The designers and implementers of Catholic religious curricula long ago ditched the Baltimore Catechism and other, similar, materials in the grade schools.  How often have you heard the complaint that the Baltimore Catechism-centered program just gave Catholics "an eighth grade understanding" of their faith.  Probably untrue, but let's assume it is. I ask you:  Wouldn't it be great to see every Catholic school graduate possess at least an eighth grade education?  How many do you see  these days (not judging the state of any person's soul, or their holiness, but merely in the knowledge of the teachings of the faith)?  Moreover, the "eighth grade understanding" is absolutely necessary before a student can derive serious good from the multitude of great Catholic thinkers through history.  How can a high school or college student comprehend a tenth of Aquinas without basic catechetical knowledge?  How can a student get the most from St. Francis de Sales without an understanding of the sacraments, their components and effects?

In high school, the lack of catechesis during and prior to matriculation leaves students open to the worst of heresies.  Without a firm basis in the faith, and with the state of analytical thinking at its nadir, the love-crush of comparative religions in our high schools leaves students to consider competing religious claims as a group of competing billboards and slogans, instead of a life-or-death question of truth and error.

We have "Catholic" schools that promise escape from poor quality or dangerous public schools.  We have those that promise entry into a particular social group or class--  a window to opportunity in the world.  And we have plain old wacky, semi-Catholic "progressive" schools. 

What we need are really, truly, Catholic schools.  Ones where children learn and love the faith.  Start one.  Just one.  Make it known.  I would wager that one such school will attract those Catholics who care about the faith, and will be successful.  Perhaps, just perhaps, the example will breed.  Start with one regional high school and grade school, and see what happens.

2.  Homeschooling:  Challenge and Opportunity

The type of vibrantly Catholic school I envision above would be exactly the type of school to which most Catholic homeschoolers would have gladly flocked had it been available when they made their decision to go it at home.  Once a family has success with homeschooling and finds it to be, for them, a better means to form their children, then the situation changes.  Many of those same homeschoolers, once they have begun, would not seek to enroll their children in any traditional school, even a truly Catholic one.  For them, that die is cast.  

But some would, for overall convenience, though they might prefer homeschooling.  And some homeschoolers would gladly enroll because the only reason they homeschool is due to lack of reasonable alternative.  The vibrantly Catholic school will still draw from the much larger group of families currently unhappily enrolled in their parish school, or who are enrolled in the public school because they lack a Catholic alternative.


So, is homeschooling "competition" to the Catholic school?  Perhaps, but it needn't be.  Instead of our schools being stuck in a rigid structural posture of a century ago, it is time for them to consider new alternatives.  The alternative I propose for discussion is the hybrid home/parish school.

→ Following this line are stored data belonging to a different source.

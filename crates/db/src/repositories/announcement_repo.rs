//! Repository for the `announcements` table.

use sqlx::PgPool;
use veranda_core::types::DbId;

use crate::models::announcement::{Announcement, CreateAnnouncement, UpdateAnnouncement};

/// Column list for `announcements` queries.
const COLUMNS: &str = "id, project_id, author_id, title, body, category, is_pinned, expires_at, \
     deleted_at, created_at, updated_at";

/// Provides CRUD operations for announcements.
pub struct AnnouncementRepo;

impl AnnouncementRepo {
    /// Insert a new announcement, returning the created row.
    pub async fn create(
        pool: &PgPool,
        project_id: DbId,
        author_id: DbId,
        input: &CreateAnnouncement,
    ) -> Result<Announcement, sqlx::Error> {
        let query = format!(
            "INSERT INTO announcements (project_id, author_id, title, body, category, is_pinned, expires_at)
             VALUES ($1, $2, $3, $4, COALESCE($5, 'general'), COALESCE($6, FALSE), $7)
             RETURNING {COLUMNS}"
        );
        sqlx::query_as::<_, Announcement>(&query)
            .bind(project_id)
            .bind(author_id)
            .bind(&input.title)
            .bind(&input.body)
            .bind(&input.category)
            .bind(input.is_pinned)
            .bind(input.expires_at)
            .fetch_one(pool)
            .await
    }

    /// Find an announcement by id. Excludes soft-deleted rows.
    pub async fn find_by_id(pool: &PgPool, id: DbId) -> Result<Option<Announcement>, sqlx::Error> {
        let query =
            format!("SELECT {COLUMNS} FROM announcements WHERE id = $1 AND deleted_at IS NULL");
        sqlx::query_as::<_, Announcement>(&query)
            .bind(id)
            .fetch_optional(pool)
            .await
    }

    /// List a project's current announcements, pinned first then newest.
    ///
    /// Expired announcements (past `expires_at`) are excluded.
    pub async fn list_current(
        pool: &PgPool,
        project_id: DbId,
        limit: i64,
        offset: i64,
    ) -> Result<Vec<Announcement>, sqlx::Error> {
        let query = format!(
            "SELECT {COLUMNS} FROM announcements \
             WHERE project_id = $1 AND deleted_at IS NULL \
               AND (expires_at IS NULL OR expires_at > NOW()) \
             ORDER BY is_pinned DESC, created_at DESC \
             LIMIT $2 OFFSET $3"
        );
        sqlx::query_as::<_, Announcement>(&query)
            .bind(project_id)
            .bind(limit)
            .bind(offset)
            .fetch_all(pool)
            .await
    }

    /// Update an announcement. Only non-`None` fields in `input` are applied.
    pub async fn update(
        pool: &PgPool,
        id: DbId,
        input: &UpdateAnnouncement,
    ) -> Result<Option<Announcement>, sqlx::Error> {
        let query = format!(
            "UPDATE announcements SET
                title = COALESCE($2, title),
                body = COALESCE($3, body),
                category = COALESCE($4, category),
                is_pinned = COALESCE($5, is_pinned),
                expires_at = COALESCE($6, expires_at),
                updated_at = NOW()
             WHERE id = $1 AND deleted_at IS NULL
             RETURNING {COLUMNS}"
        );
        sqlx::query_as::<_, Announcement>(&query)
            .bind(id)
            .bind(&input.title)
            .bind(&input.body)
            .bind(&input.category)
            .bind(input.is_pinned)
            .bind(input.expires_at)
            .fetch_optional(pool)
            .await
    }

    /// Soft-delete an announcement. Returns `true` if a row was marked deleted.
    pub async fn soft_delete(pool: &PgPool, id: DbId) -> Result<bool, sqlx::Error> {
        let result = sqlx::query(
            "UPDATE announcements SET deleted_at = NOW() WHERE id = $1 AND deleted_at IS NULL",
        )
        .bind(id)
        .execute(pool)
        .await?;
        Ok(result.rows_affected() > 0)
    }
}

In some ways this is prefigured by the growing number of homeschool coops in the Archdiocese.  Parents who teach the bulk of their curriculum at home come together with other homeschoolers to cover certain classes, or extracurricular activities, that they don't feel as comfortable teaching, or that they can't do alone, e.g., science lab, foreign language, drama, catechism from a certain Salesian society of priests, etc.  The parent remains directly in control of the curriculum and chooses to share a bit of the burden.

As the enrollment at parochial schools began to dip, it was natural that a cooperation between full and part-time families would have been unworkable and was resisted.  Yet now, what is there to lose?  What better way to add vitality and Catholic identity than to make common cause with those parents of a parish that choose to directly exercise their right and obligation to educate their children?

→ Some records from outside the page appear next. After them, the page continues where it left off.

//! Route definitions for the `/announcements` resource.

use axum::routing::get;
use axum::Router;

use crate::handlers::announcements;
use crate::state::AppState;

/// Routes mounted at `/announcements`.
///
/// ```text
/// GET    /      -> list (current, non-expired)
/// POST   /      -> create (admin)
/// GET    /{id}  -> get_by_id
/// PATCH  /{id}  -> update (admin)
/// DELETE /{id}  -> delete (admin)
/// ```
pub fn router() -> Router<AppState> {
    Router::new()
        .route("/", get(announcements::list).post(announcements::create))
        .route(
            "/{id}",
            get(announcements::get_by_id)
                .patch(announcements::update)
                .delete(announcements::delete),
        )
}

A school could offer a full-time curriculum, a part-time set curriculum, and a voluntary curriculum.  There could be the community coop program, where parents could send their children one, two or three days a week.  Teachers could serve as tutors or educational consultants to assist-- not usurp-- the parent teachers.  Tuition could be based on a sliding scale of services used. 

Extracurricular activities could be open to all.  This seems to be of minor importance, but in high school, a homeschooled child has very little opportunity to play organized sports, especially the ones that require large teams.  The MSHSAA excludes homeschoolers from playing with their neighborhood school.  This cooperative school model would address this specific problem at least.

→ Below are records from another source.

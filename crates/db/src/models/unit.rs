//! Unit entity model and DTOs.

use serde::{Deserialize, Serialize};
use sqlx::FromRow;
use veranda_core::types::{DbId, Timestamp};

/// A row from the `units` table.
#[derive(Debug, Clone, FromRow, Serialize)]
pub struct Unit {
    pub id: DbId,
    pub project_id: DbId,
    pub unit_number: String,
    pub block: Option<String>,
    pub floor: Option<i32>,
    pub occupancy_status: String,
    pub deleted_at: Option<Timestamp>,
    pub created_at: Timestamp,
    pub updated_at: Timestamp,
}

/// DTO for creating a unit within a project.
#[derive(Debug, Deserialize)]
pub struct CreateUnit {
    pub unit_number: String,
    pub block: Option<String>,
    pub floor: Option<i32>,
    pub occupancy_status: Option<String>,
}

/// DTO for updating a unit. All fields are optional.
#[derive(Debug, Deserialize)]
pub struct UpdateUnit {
    pub unit_number: Option<String>,
    pub block: Option<String>,
    pub floor: Option<i32>,
    pub occupancy_status: Option<String>,
}
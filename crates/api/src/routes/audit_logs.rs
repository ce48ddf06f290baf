//! Route definitions for the `/audit-logs` resource.

use axum::routing::get;
use axum::Router;

use crate::handlers::audit_logs;
use crate::state::AppState;

/// Routes mounted at `/audit-logs`.
///
/// ```text
/// GET /         -> list (admin, project-scoped)
/// GET /export   -> export (super admin)
/// ```
pub fn router() -> Router<AppState> {
    Router::new()
        .route("/", get(audit_logs::list))
        .route("/export", get(audit_logs::export))
}
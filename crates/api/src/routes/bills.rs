//! Route definitions for the `/bills` resource.

use axum::routing::{get, post};
use axum::Router;

use crate::handlers::bills;
use crate::state::AppState;

/// Routes mounted at `/bills`.
///
/// ```text
/// GET    /             -> list
/// POST   /             -> create (admin)
/// GET    /{id}         -> get_by_id
/// POST   /{id}/pay     -> pay
/// POST   /{id}/cancel  -> cancel (admin)
/// ```
pub fn router() -> Router<AppState> {
    Router::new()
        .route("/", get(bills::list).post(bills::create))
        .route("/{id}", get(bills::get_by_id))
        .route("/{id}/pay", post(bills::pay))
        .route("/{id}/cancel", post(bills::cancel))
}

Again, this post is by nature of space speculative, but I can see such an innovative program drawing Catholics from a regional area.  Why not start a pilot parish school and see where it leads?

3.  Wichita Model:  Can It Work Here?

Returning to the more traditional notion of the parochial school, the question of cost is huge.  It is good to encourage families to live out Catholic teaching on the primary end of marriage, but what are our schools, and parishes, doing to give this practical effect?  Of course we need sound teaching in the classroom and sound preaching from the pulpit.  But each child adds cost to the equation of education.

Some schools used to give discounts for "additional children", and some still do.  I used to be on a parish school board that charged X for tuition for one child, X +$500 for the second, and no additional tuition for subsequent children.  Over time, these discounts were reduced and all but eliminated.

The problem is that the thinking about "tuition" is wrongly focused.  If Catholic formation is the goal, this is a parish duty.  It is a duty of every Catholic.  By charging tuition as a fee for service, it reduces the decision-making to a more utilitarian model.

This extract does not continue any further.